━━ PROVIDED DATA ━━
//! The shared filter → group → dedupe → sort → truncate pipeline.
//!
//! Every engine operation is a `Plan` plus an admission closure. Keeping a
//! single implementation means limits, dedupe and tie-breaking cannot drift
//! between sections.
//!
//! Stage order:
//! 1. Admit each record (keep / skip / malformed)
//! 2. Optionally group by drug or (drug, condition), averaging scores and
//!    summing reviews
//! 3. Optionally drop exact duplicates on (drug, condition, score, reviews)
//! 4. Stable sort, descending on the plan's sort key
//! 5. Truncate to the plan's limit

use crate::parser::schema::{QueryResult, ReviewRecord};
use log::debug;
use std::collections::{HashMap, HashSet};

/// Values of one admitted record that the pipeline works on
#[derive(Debug, Clone, Copy, PartialEq)]
pub struct Sample<'a> {
    pub drug: &'a str,
    pub condition: Option<&'a str>,
    pub score: f64,
    pub reviews: u64,
}

/// Filter verdict for a single record
#[derive(Debug, Clone, Copy, PartialEq)]
pub enum Admission<'a> {
    Keep(Sample<'a>),
    Skip,
    /// A numeric value the query needs could not be parsed
    Malformed,
}

/// Grouping key
#[derive(Debug, Clone, Copy, PartialEq, Eq)]
pub enum Grouping {
    Drug,
    DrugCondition,
}

#[derive(Debug, Clone, Copy, PartialEq, Eq)]
pub enum SortKey {
    Score,
    Reviews,
}

/// Pipeline parameters
#[derive(Debug, Clone, Copy, PartialEq, Eq)]
pub struct Plan {
    pub grouping: Option<Grouping>,
    pub sort: SortKey,
    pub dedupe: bool,
    pub limit: usize,
}

/// Output row of the pipeline, still borrowing from the dataset
#[derive(Debug, Clone, Copy, PartialEq)]
pub struct RankedRow<'a> {
    pub drug: &'a str,
    pub condition: Option<&'a str>,
    /// Mean score when grouped, raw score otherwise
    pub score: f64,
    pub reviews: u64,
    pub records: usize,
}

impl<'a> From<Sample<'a>> for RankedRow<'a> {
    fn from(sample: Sample<'a>) -> Self {
        Self {
            drug: sample.drug,
            condition: sample.condition,
            score: sample.score,
            reviews: sample.reviews,
            records: 1,
        }
    }
}

/// Run a plan over the records
///
/// **Public** - the engine's single code path
///
/// # Arguments
/// * `records` - Dataset rows, never mutated
/// * `admit` - Filter predicate extracting the sample for kept rows
/// * `plan` - Grouping, sort, dedupe and limit settings
pub fn run_pipeline<'a, F>(
    records: &'a [ReviewRecord],
    admit: F,
    plan: &Plan,
) -> QueryResult<RankedRow<'a>>
where
    F: Fn(&'a ReviewRecord) -> Admission<'a>,
{
    let mut samples = Vec::new();
    let mut excluded = 0;

    for record in records {
        match admit(record) {
            Admission::Keep(sample) => samples.push(sample),
            Admission::Skip => {}
            Admission::Malformed => excluded += 1,
        }
    }

    let matched = samples.len();
    debug!(
        "Pipeline admitted {} of {} records ({} malformed)",
        matched,
        records.len(),
        excluded
    );

    let mut rows = match plan.grouping {
        Some(grouping) => group_samples(&samples, grouping),
        None => samples.into_iter().map(RankedRow::from).collect(),
    };

    if plan.dedupe {
        rows = dedupe_rows(rows);
    }

    sort_rows(&mut rows, plan.sort);
    rows.truncate(plan.limit);

    QueryResult {
        rows,
        matched,
        excluded,
    }
}

/// Running totals for one group
struct Accumulator<'a> {
    drug: &'a str,
    condition: Option<&'a str>,
    score_sum: f64,
    reviews: u64,
    records: usize,
}

/// Group samples, keeping groups in first-encounter order
///
/// **Private** - encounter order is what the stable sort falls back on
fn group_samples<'a>(samples: &[Sample<'a>], grouping: Grouping) -> Vec<RankedRow<'a>> {
    let mut index: HashMap<(&'a str, Option<&'a str>), usize> = HashMap::new();
    let mut groups: Vec<Accumulator<'a>> = Vec::new();

    for sample in samples {
        let condition = match grouping {
            Grouping::Drug => None,
            Grouping::DrugCondition => sample.condition,
        };

        let slot = *index.entry((sample.drug, condition)).or_insert_with(|| {
            groups.push(Accumulator {
                drug: sample.drug,
                condition,
                score_sum: 0.0,
                reviews: 0,
                records: 0,
            });
            groups.len() - 1
        });

        let group = &mut groups[slot];
        group.score_sum += sample.score;
        group.reviews = group.reviews.saturating_add(sample.reviews);
        group.records += 1;
    }

    debug!("Grouped {} samples into {} groups", samples.len(), groups.len());

    groups
        .into_iter()
        .map(|g| RankedRow {
            drug: g.drug,
            condition: g.condition,
            score: g.score_sum / g.records as f64,
            reviews: g.reviews,
            records: g.records,
        })
        .collect()
}

/// Drop rows equal on (drug, condition, score, reviews), keeping the first
fn dedupe_rows(rows: Vec<RankedRow<'_>>) -> Vec<RankedRow<'_>> {
    let mut seen = HashSet::new();
    rows.into_iter()
        .filter(|row| seen.insert((row.drug, row.condition, score_bits(row.score), row.reviews)))
        .collect()
}

/// Hashable form of a score; 0.0 and -0.0 compare equal
fn score_bits(score: f64) -> u64 {
    if score == 0.0 {
        0.0f64.to_bits()
    } else {
        score.to_bits()
    }
}

/// Stable descending sort
fn sort_rows(rows: &mut [RankedRow<'_>], key: SortKey) {
    match key {
        SortKey::Score => rows.sort_by(|a, b| b.score.total_cmp(&a.score)),
        SortKey::Reviews => rows.sort_by(|a, b| b.reviews.cmp(&a.reviews)),
    }
}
━━━
WHAT YOU NEED TO DO – Copy out every line of the data that includes "QueryResult".

TASK RESULT –
use crate::parser::schema::{QueryResult, ReviewRecord};
) -> QueryResult<RankedRow<'a>>
    QueryResult {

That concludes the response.